Y mientras él estaba ocupado mirándome, una enfermera sacó una inyectadora de novocaína coronada por una aguja de unos seis pulgadas de largo, y del espesor de la mina de un lápiz. Antes de que Will tuviera tiempo de reaccionar, ella inyectó el analgésico en la quijada de Will justo por encima de su barbilla, y otra enfermera comenzó a sacar pedacitos de barro y grava de la herida. Después comenzó la costura. Creo que manteneros enfocarnos mutuamente fue lo único que nos permitió superar esa dura prueba.

Hasta que seamos capaces de enfrentar directamente las aflicciones más profundas y dolorosas —sin permitir que ellas distorsionen nuestro concepto del carácter perfecto de Dios— todavía no conocemos al Señor.

Un amigo mío dijo una vez: “Mira, sé que no soy mucho, pero soy todo lo que pueda pensar”. Sé exactamente lo que eso significa. Yo, también, puedo fácilmente caer en la preocupación, y dejar que los problemas me abrumen y consuman. Sin embargo, puedo elegir cambiar mi enfoque y ocupar mi alma, no con mis aflicciones actuales, sino con el rostro de Jesús. Cuando hago de esto una ocupación regular y apasionada, mi alma se tranquiliza y se calma, y por tanto me vuelvo más capaz de reflejar al Dios que vive en mí.

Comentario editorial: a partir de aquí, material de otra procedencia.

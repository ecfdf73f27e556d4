//! Config module.

mod drivers;

use std::{
    env,
    str::FromStr,
    time::{SystemTime, UNIX_EPOCH},
};

pub use drivers::{DatabaseDriver, DriverError};

#[derive(Debug, Clone)]
pub struct DatabaseConfig {
    /// Database driver.
    pub driver: DatabaseDriver,
    /// Postgres options.
    pub pg: DatabasePgConfig,
}

#[derive(Debug, Clone)]
pub struct DatabasePgConfig {
    /// Database URL.
    pub url: String,
    /// Database pool size.
    pub pool_size: u32,
    /// Database connection timeout (in seconds)
    pub connection_timeout: u32,
}

#[derive(Debug, Clone)]
pub struct SentryConfig {
    /// Sentry URL.
    pub url: String,
    /// Traces sample rate (between 0 and 1) for Sentry
    pub traces_sample_rate: f32,
}

#[derive(Debug, Clone)]
pub struct LoggingConfig {
    /// Use bunyan logging.
    pub use_bunyan: bool,
}

#[derive(Debug, Clone)]
pub struct ServerConfig {
    /// Server bind IP.
    pub bind_ip: String,
    /// Server bind port.
    pub bind_port: u16,
    /// Server workers count.
    pub workers_count: Option<u16>,
}

#[derive(Debug, Clone)]
pub struct ReviewersConfig {
    /// Maximum reviewers picked when a pull request is created.
    pub count: usize,
}

#[derive(Debug, Clone)]
pub struct DeactivationConfig {
    /// Deadline for a team deactivation (in milliseconds).
    pub timeout_ms: u64,
}

/// Service configuration.
#[derive(Debug, Clone)]
pub struct Config {
    /// Database options.
    pub database: DatabaseConfig,
    /// Logging options.
    pub logging: LoggingConfig,
    /// Sentry options.
    pub sentry: SentryConfig,
    /// Server options.
    pub server: ServerConfig,
    /// Reviewer selection options.
    pub reviewers: ReviewersConfig,
    /// Team deactivation options.
    pub deactivation: DeactivationConfig,
    /// Random seed
    pub random_seed: u64,
    /// App version
    pub version: String,
}

impl Config {
    /// Create configuration from environment.
    ///
    /// An unknown database driver falls back to `pg`.
    pub fn from_env(version: String) -> Config {
        Config {
            database: DatabaseConfig {
                driver: DatabaseDriver::from_str(&env_to_str("PRASSIGN_DATABASE_DRIVER", "pg"))
                    .unwrap_or(DatabaseDriver::Postgres),
                pg: DatabasePgConfig {
                    url: env_to_str("PRASSIGN_DATABASE_PG_URL", ""),
                    pool_size: env_to_u32("PRASSIGN_DATABASE_PG_POOL_SIZE", 20),
                    connection_timeout: env_to_u32("PRASSIGN_DATABASE_PG_CONNECTION_TIMEOUT", 5),
                },
            },
            logging: LoggingConfig {
                use_bunyan: env_to_bool("PRASSIGN_LOGGING_USE_BUNYAN", false),
            },
            sentry: SentryConfig {
                url: env_to_str("PRASSIGN_SENTRY_URL", ""),
                traces_sample_rate: env_to_f32("PRASSIGN_SENTRY_TRACES_SAMPLE_RATE", 0.0),
            },
            server: ServerConfig {
                bind_ip: env_to_str("PRASSIGN_SERVER_BIND_IP", "127.0.0.1"),
                bind_port: env_to_u16("PRASSIGN_SERVER_BIND_PORT", 8080),
                workers_count: env_to_optional_u16("PRASSIGN_SERVER_WORKERS_COUNT", None),
            },
            reviewers: ReviewersConfig {
                count: env_to_u64("PRASSIGN_REVIEWERS_COUNT", 2) as usize,
            },
            deactivation: DeactivationConfig {
                timeout_ms: env_to_u64("PRASSIGN_DEACTIVATION_TIMEOUT_MS", 100),
            },
            random_seed: env_to_u64("PRASSIGN_RANDOM_SEED", random_seed()),
            version,
        }
    }

    pub fn from_env_no_version() -> Self {
        Self::from_env("0.0.0".into())
    }
}

fn random_seed() -> u64 {
    SystemTime::now()
        .duration_since(UNIX_EPOCH)
        .map(|d| d.as_millis() as u64)
        .unwrap_or_default()
}

fn env_to_u16(name: &str, default: u16) -> u16 {
    env::var(name)
        .map(|e| e.parse().unwrap_or(default))
        .unwrap_or(default)
}

fn env_to_optional_u16(name: &str, default: Option<u16>) -> Option<u16> {
    env::var(name)
        .map(|e| e.parse::<u16>().map(Some).unwrap_or(default))
        .unwrap_or(default)
}

fn env_to_u64(name: &str, default: u64) -> u64 {
    env::var(name)
        .map(|e| e.parse().unwrap_or(default))
        .unwrap_or(default)
}

fn env_to_u32(name: &str, default: u32) -> u32 {
    env::var(name)
        .map(|e| e.parse().unwrap_or(default))
        .unwrap_or(default)
}

fn env_to_f32(name: &str, default: f32) -> f32 {
    env::var(name)
        .map(|e| e.parse().unwrap_or(default))
        .unwrap_or(default)
}

fn env_to_bool(name: &str, default: bool) -> bool {
    env::var(name).map(|e| !e.is_empty()).unwrap_or(default)
}

fn env_to_str(name: &str, default: &str) -> String {
    env::var(name)
        .unwrap_or_else(|_e| default.to_string())
        .replace("\\n", "\n")
}
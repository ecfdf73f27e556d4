//! Commands.

use std::{io::Write, sync::Arc};

use async_trait::async_trait;
use clap::Subcommand;
use prassign_config::Config;
use prassign_core::{CoreContext, CoreModule, RandomService};
use prassign_database_interface::DbService;
use tokio::sync::RwLock;

use self::{
    pull_requests::PullRequestCommand, server::ServerCommand, statistics::StatisticsCommand,
    teams::TeamCommand, users::UserCommand,
};
use crate::Result;

mod pull_requests;
mod server;
mod statistics;
mod teams;
mod users;

pub(crate) struct CommandContext {
    pub config: Config,
    pub db_service: Box<dyn DbService>,
    pub random_service: Box<dyn RandomService>,
    pub core_module: CoreModule,
    pub writer: Arc<RwLock<dyn Write + Send + Sync>>,
}

impl CommandContext {
    pub fn as_core_context(&self) -> CoreContext {
        CoreContext {
            config: &self.config,
            core_module: &self.core_module,
            db_service: self.db_service.as_ref(),
            random_service: self.random_service.as_ref(),
        }
    }
}

#[async_trait]
pub(crate) trait Command {
    async fn execute(self, ctx: CommandContext) -> Result<()>;
}

/// Command
#[derive(Subcommand)]
pub(crate) enum SubCommand {
    Server(ServerCommand),
    Teams(TeamCommand),
    Users(UserCommand),
    PullRequests(PullRequestCommand),
    Statistics(StatisticsCommand),
}

#[async_trait]
impl Command for SubCommand {
    async fn execute(self, ctx: CommandContext) -> Result<()> {
        match self {
            Self::Server(sub) => sub.execute(ctx).await,
            Self::Teams(sub) => sub.execute(ctx).await,
            Self::Users(sub) => sub.execute(ctx).await,
            Self::PullRequests(sub) => sub.execute(ctx).await,
            Self::Statistics(sub) => sub.execute(ctx).await,
        }
    }
}

/// Render a reviewer list for humans.
pub(crate) fn format_reviewers(reviewers: &[String]) -> String {
    if reviewers.is_empty() {
        "none".into()
    } else {
        reviewers.join(", ")
    }
}
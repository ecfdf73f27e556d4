use async_trait::async_trait;
use prassign_models::Team;
use shaku::{Component, Interface};

use crate::{CoreContext, Result};

#[cfg_attr(any(test, feature = "testkit"), mockall::automock)]
#[async_trait]
pub trait GetTeamInterface: Interface {
    async fn run<'a>(&self, ctx: &CoreContext<'a>, team_name: &str) -> Result<Team>;
}

#[derive(Component)]
#[shaku(interface = GetTeamInterface)]
pub(crate) struct GetTeam;

#[async_trait]
impl GetTeamInterface for GetTeam {
    #[tracing::instrument(skip(self, ctx), ret)]
    async fn run<'a>(&self, ctx: &CoreContext<'a>, team_name: &str) -> Result<Team> {
        Ok(ctx.db_service.teams_get_expect(team_name).await?)
    }
}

Cuando descubrimos que Jesús está irremediablemente apasionado por nosotros, que nada de lo que podamos hacer haría que Él nos ame más, o que nos ame menos, es entonces cuando comprendemos que el amor de Jesús es la fuerza más arrolladora y prodigiosa del mundo. Es más fuerte que cada rechazo, que cada fracaso, que cada tragedia, que cada preocupación, y que cada sufrimiento. Y es la fuente de nuestro gozo más profundo, aun en la aflicción.

El gozo es la evidencia más segura de la presencia de Dios. Por eso es tan importante preservarlo —eso es lo que no quiere el maligno, que trata de robárnoslo, puesto que el gozo es nuestra señal más vital de conexión con Dios. Pero nunca debemos olvidar que la fuente de la cual sacamos nuestro gozo con frecuencia se llena de lágrimas. Suceden cosas terribles: caos, corazones rotos, fracasos, ansiedad y noticias horribles interrumpen nuestro sueño en medio de la noche. Podemos esperar aflicciones en esta vida, pero la desdicha es opcional.